Every line with the string "true" should be copied from the data.

(Stored items)
+++
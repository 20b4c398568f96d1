// SPDX-License-Identifier: MIT
// SPDX-FileCopyrightText: 2025 Huang Rui <vowstar@gmail.com>

use std::io;
use std::path::PathBuf;

use clap::{Parser, Subcommand};
use gdsii_reader::{export, CoordinateScale, GdsReader, Library, ParseOptions, TextLabel};
use rayon::prelude::*;

/// GDSII stream reader
#[derive(Parser, Debug)]
#[command(name = "gdsii-reader")]
#[command(about = "Read geometry and text labels from GDSII stream files")]
struct Args {
    /// Factor applied to database coordinates (default 0.001)
    #[arg(
        long,
        global = true,
        env = "GDSII_READER_SCALE",
        conflicts_with = "library_units"
    )]
    scale: Option<f64>,

    /// Scale coordinates by the library's UNITS record instead of a fixed factor
    #[arg(long, global = true)]
    library_units: bool,

    #[command(subcommand)]
    command: Command,
}

#[derive(Subcommand, Debug)]
enum Command {
    /// Extract text labels as CSV
    Labels {
        /// GDSII files to read; several files are parsed in parallel
        #[arg(required = true)]
        files: Vec<PathBuf>,

        /// Empty: all labels. One character: labels starting with it.
        /// Longer: regular expression searched in the label text.
        #[arg(short, long)]
        pattern: Option<String>,

        /// Write CSV here instead of stdout
        #[arg(short, long)]
        output: Option<PathBuf>,
    },
    /// Print library metadata and a per-structure summary
    Info {
        file: PathBuf,

        /// Also write the structure summary as CSV
        #[arg(long)]
        csv: Option<PathBuf>,
    },
}

impl Args {
    fn parse_options(&self) -> ParseOptions {
        let scale = if self.library_units {
            CoordinateScale::LibraryUnits
        } else {
            self.scale
                .map(CoordinateScale::Fixed)
                .unwrap_or_default()
        };
        ParseOptions::new().with_scale(scale)
    }
}

fn run_labels(
    reader: &GdsReader,
    files: &[PathBuf],
    pattern: Option<&str>,
    output: Option<&PathBuf>,
) -> Result<(), Box<dyn std::error::Error>> {
    let results: Vec<(String, gdsii_reader::Result<Vec<TextLabel>>)> = files
        .par_iter()
        .map(|path| {
            (
                path.display().to_string(),
                reader.read_labels(path, pattern),
            )
        })
        .collect();

    let mut rows = Vec::new();
    for (file, result) in results {
        let labels = result.map_err(|e| format!("{file}: {e}"))?;
        rows.extend(labels.into_iter().map(|label| (file.clone(), label)));
    }

    match (output, files.len()) {
        (Some(path), 1) => {
            let labels: Vec<TextLabel> = rows.into_iter().map(|(_, label)| label).collect();
            export::export_labels_to_csv(&labels, &path.to_string_lossy())?;
        }
        (Some(path), _) => {
            export::write_sourced_labels_csv(std::fs::File::create(path)?, &rows)?;
        }
        (None, 1) => {
            let labels: Vec<TextLabel> = rows.into_iter().map(|(_, label)| label).collect();
            export::write_labels_csv(io::stdout().lock(), &labels)?;
        }
        (None, _) => {
            export::write_sourced_labels_csv(io::stdout().lock(), &rows)?;
        }
    }
    Ok(())
}

fn print_summary(library: &Library) {
    println!("Library: {}", library.name);
    if let Some(version) = library.version {
        println!("Stream version: {version}");
    }
    match library.units {
        Some(units) => println!(
            "Units: {} user / db unit, {} m / db unit",
            units.user_to_db, units.db_to_metric
        ),
        None => println!("Units: not specified"),
    }
    if let Some(b) = library.bounds {
        println!(
            "Bounds: ({:.3}, {:.3}) - ({:.3}, {:.3})",
            b.min_x, b.min_y, b.max_x, b.max_y
        );
    }
    println!("Structures: {}", library.structures.len());
    for structure in &library.structures {
        println!(
            "  {:<32} {:>8} polygons {:>6} labels",
            structure.name,
            structure.polygons.len(),
            structure.labels.len()
        );
    }
}

fn main() -> Result<(), Box<dyn std::error::Error>> {
    env_logger::init();

    let args = Args::parse();
    let reader = GdsReader::with_options(args.parse_options());

    match &args.command {
        Command::Labels {
            files,
            pattern,
            output,
        } => run_labels(&reader, files, pattern.as_deref(), output.as_ref()),
        Command::Info { file, csv } => {
            let library = reader.read_library(file)?;
            print_summary(&library);
            if let Some(path) = csv {
                export::export_structures_to_csv(&library, &path.to_string_lossy())?;
            }
            Ok(())
        }
    }
}
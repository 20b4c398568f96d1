//! GDSII Reader Library
//!
//! This library decodes GDSII stream files, the binary layout exchange format
//! used in IC and photomask Electronic Design Automation (EDA) workflows.
//! It can import the full structure/polygon tree of a library or extract a
//! flat, filtered table of text labels.

pub mod error;
pub mod export;
pub mod gds;

// Re-export commonly used types
pub use error::{GdsError, Result};
pub use gds::parser::{
    parse_full, parse_label_columns, parse_labels, CoordinateScale, ParseOptions,
};
pub use gds::reader::GdsReader;
pub use gds::sink::{LabelColumns, LabelFilter};
pub use gds::{BoundingBox, Library, Polygon, Structure, TextLabel, UnitsFactor};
+++
- [Output]:
        global = true,
    #[arg(long, global = true)]
        #[arg(required = true)]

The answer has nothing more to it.